Gibt es einen Schlüssel zur Lösung der Krise um die Ukraine? Trotz aller Mahnungen und Warnungen des Westens hat Russland das militärische Drohszenario an der Grenze zur Ukraine weiter aufgebaut. An diesem Montag nun reiste Frankreichs Präsident Emmanuel Macron nach Moskau. Gut sechs Stunden lang dauerte sein Gespräch mit Wladimir Putin, allein in einem großen Saal, beide an den entgegengesetzten Enden eines langen, weißen Tisches. Es war nach Mitternacht, als sie sich den Fragen von Journalisten stellten. An diesem Dienstag will Macron weiter nach Kiew reisen und mit dem ukrainischen Präsidenten Wolodimir Selenskij sprechen.

Nützlich nannte Putin in der gemeinsamen Pressekonferenz mit Macron das Gespräch mit dem französischen Präsidenten. Einige der Ideen und Vorschläge Macrons könnten die Basis für weitere gemeinsame Schritte sein, sagte Putin. Es sei zu früh, konkret darüber zu sprechen. Er werde erneut mit Macron reden, wenn dieser sich mit der ukrainischen Führung ausgetauscht habe. Macron machte seinerseits klar, dass diese Runde nur der Anfang sein solle. Es werde viele Gespräche in den kommenden Tagen und Wochen geben müssen. Die erste Priorität sei für ihn, die aktuelle Situation zu stabilisieren und die Lage zu deeskalieren. Es könne für diese Lage nur eine politische, diplomatische Lösung geben.

Der Konflikt zwischen der Ukraine und Russland müsse geklärt werden, damit die Europäische Union und Russland ihre Beziehungen verbessern könnten. "Unsere Pflicht ist, weiter zusammenzuarbeiten", führte der französische Präsident aus und betonte, dass er als Pflicht Frankreichs ansehe, sich der Aufgabe anzunehmen, nach einer Lösung zu suchen. Gewiss gebe es Meinungsverschiedenheiten, so Macron. "Wir müssen uns bemühen, Kompromisse zu finden."

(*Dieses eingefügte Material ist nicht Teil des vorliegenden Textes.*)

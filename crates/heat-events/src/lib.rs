//! Append-only thermal event store for heatwatch.
//!
//! Status changes observed during continuous monitoring are persisted as
//! JSON lines in a single `events.jsonl` file, one event per line. Reads
//! are best-effort: malformed lines are skipped with a warning rather than
//! failing the whole read, so a partially corrupted log still yields its
//! intact history.
//!
//! # Example
//!
//! ```rust
//! use chrono::Utc;
//! use heat_analyzer::ThermalState;
//! use heat_events::{EventStore, ThermalEvent};
//!
//! let dir = tempfile::tempdir().unwrap();
//! let store = EventStore::open(dir.path()).unwrap();
//!
//! let event = ThermalEvent::state_change(
//!     ThermalState::Throttling,
//!     "critical temperature 96.0C with 33% frequency drop under load",
//!     Utc::now(),
//! );
//! store.append(&event).unwrap();
//!
//! assert_eq!(store.read_all().unwrap().len(), 1);
//! ```

#![forbid(unsafe_code)]
#![warn(missing_docs)]

pub mod error;
pub mod store;
pub mod types;

// Re-export main types at crate root
pub use error::{EventError, Result};
pub use store::{EVENTS_FILE, EventStore};
pub use types::ThermalEvent;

An Macrons Mission werden nicht geringe Erwartungen geknüpft. Er hat selbst viel zu dieser Anspruchshaltung beigetragen. Der französische Präsident reklamiert für sich eine hervorgehobene Rolle in der Diplomatie. In den vergangenen Jahren hat er viel investiert, um ein besonderes Verhältnis zu Putin zu entwickeln. Der hat Macron gerade erst als einen für ihn herausragenden Gesprächspartner bezeichnet. Auch an diesem späten Montagabend lobte Putin den Franzosen und dankte ihm für sein Engagement.

Frankreich hat derzeit die Ratspräsidentschaft in der Europäischen Union inne, und der französische Präsident bezieht ausdrücklich die Verbündeten in seine Mission ein. In der vergangenen Woche hat er viel telefoniert, sich mit dem amerikanischen Präsidenten Joe Biden abgestimmt und auch mit Bundeskanzler Olaf Scholz. "Deeskalation und Dialog", so lautete die Formel, mit der sich der amtierende EU-Ratspräsident auf den Weg zu Putin machte. Das zentrale Ziel soll der Abbau der Drohkulisse sein, die der russische Präsident Putin in den letzten Tagen und Wochen mit seinen Soldaten und Panzern errichtet hat.

Die Visite dürfte nur der Auftakt sein in einem längeren Ringen um eine Lösung

Doch wie ein Dialog aussehen könnte, der Putin tatsächlich zu einer Umkehr oder zumindest zu ersten Schritten einer Deeskalation bewegen könnte, lässt sich schwer einschätzen. Offenbar geht es Macron darum, Putins Interessen entgegenzukommen, dabei aber ausdrücklich die Integrität der Ukraine zu wahren und an allen gemachten Zusagen der Nato festzuhalten.

Dazu gab es schon vor dem Gespräch eine klare Botschaft aus dem Élysée-Palast. Macron werde bei seinem Besuch in Moskau klarmachen, dass sich der Westen auf eine einheitliche, abgestimmte Position geeinigt hat und dass eine Aggression Moskaus klar umrissene Konsequenzen hätte. Da konnte man ahnen, dass dies nur der Auftakt zu einem längeren Ringen um einen Ausweg sein sollte. Das russische Präsidialamt dämpfte seinerseits vorsorglich mögliche hohe Erwartungen an den Besuch. Es sei nicht davon auszugehen, dass es bei dem Treffen einen Durchbruch geben werde, sagte Sprecher Dmitrij Peskow.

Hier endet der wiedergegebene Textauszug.